MATERIAL SHOWN →
◆ ◆ ◆

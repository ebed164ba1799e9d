//! HTTP API for the vegetable catalog and daily stock.
//!
//! # Endpoints
//!
//! - `GET /health`: Health check, including the server's current date
//! - `POST|GET /vegetables`, `GET|PUT|DELETE /vegetables/{id}`
//! - `POST|GET /daily-stock`, `GET|PUT|DELETE /daily-stock/{date}`
//! - `DELETE /daily-stock/{date}/vegetable/{vegetable_id}`
//!
//! Every failure is answered with `{"error": "<message>"}`.

mod daily_stock;
mod error;
mod vegetables;

pub use error::ApiError;

use axum::{
    extract::State,
    response::{IntoResponse, Response},
    routing::{delete, get},
    Json, Router,
};
use serde::Serialize;
use sqlx::SqlitePool;
use std::any::Any;
use std::sync::Arc;
use tower_http::{catch_panic::CatchPanicLayer, cors::CorsLayer, trace::TraceLayer};

use crate::dates::{format_stock_date, Clock, LocalClock};
use crate::db::{StockRepository, VegetableRepository};

/// Application state shared across handlers
#[derive(Clone)]
pub struct AppState {
    pub vegetables: VegetableRepository,
    pub stock: StockRepository,
    pub clock: Arc<dyn Clock>,
}

impl AppState {
    pub fn new(pool: SqlitePool) -> Self {
        Self {
            vegetables: VegetableRepository::new(pool.clone()),
            stock: StockRepository::new(pool),
            clock: Arc::new(LocalClock),
        }
    }

    pub fn with_clock(mut self, clock: impl Clock + 'static) -> Self {
        self.clock = Arc::new(clock);
        self
    }
}

/// `{id, message}` reply to a write.
#[derive(Debug, Serialize)]
pub struct WriteResponse {
    pub id: String,
    pub message: &'static str,
}

#[derive(Debug, Serialize)]
pub struct MessageResponse {
    pub message: &'static str,
}

impl MessageResponse {
    pub fn new(message: &'static str) -> Self {
        Self { message }
    }
}

/// Health check response; `today` is the date used when a write omits one.
#[derive(Serialize)]
struct HealthResponse {
    status: &'static str,
    version: &'static str,
    today: String,
}

async fn health(State(state): State<AppState>) -> Json<HealthResponse> {
    Json(HealthResponse {
        status: "ok",
        version: env!("CARGO_PKG_VERSION"),
        today: format_stock_date(state.clock.today()),
    })
}

async fn not_found() -> ApiError {
    ApiError::not_found("Endpoint not found")
}

fn handle_panic(err: Box<dyn Any + Send + 'static>) -> Response {
    let detail = if let Some(s) = err.downcast_ref::<String>() {
        s.clone()
    } else if let Some(s) = err.downcast_ref::<&str>() {
        s.to_string()
    } else {
        "unknown panic".to_string()
    };
    ApiError::Internal(detail).into_response()
}

/// Builds the full API router.
pub fn router(state: AppState) -> Router {
    Router::new()
        .route("/health", get(health))
        .route(
            "/vegetables",
            get(vegetables::list_vegetables).post(vegetables::create_vegetable),
        )
        .route(
            "/vegetables/{id}",
            get(vegetables::get_vegetable)
                .put(vegetables::update_vegetable)
                .delete(vegetables::delete_vegetable),
        )
        .route(
            "/daily-stock",
            get(daily_stock::list_daily_stock).post(daily_stock::create_daily_stock),
        )
        .route(
            "/daily-stock/{date}",
            get(daily_stock::get_daily_stock)
                .put(daily_stock::replace_daily_stock)
                .delete(daily_stock::delete_daily_stock),
        )
        .route(
            "/daily-stock/{date}/vegetable/{vegetable_id}",
            delete(daily_stock::remove_stock_entry),
        )
        .fallback(not_found)
        .with_state(state)
        .layer(CatchPanicLayer::custom(handle_panic))
        .layer(CorsLayer::very_permissive())
        .layer(TraceLayer::new_for_http())
}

◆ ◆ ◆

TASK →
Whenever "Some" shows up in a line of the listing, copy that whole line.

ANSWER TO THE PROBLEM →
    let detail = if let Some(s) = err.downcast_ref::<String>() {
    } else if let Some(s) = err.downcast_ref::<&str>() {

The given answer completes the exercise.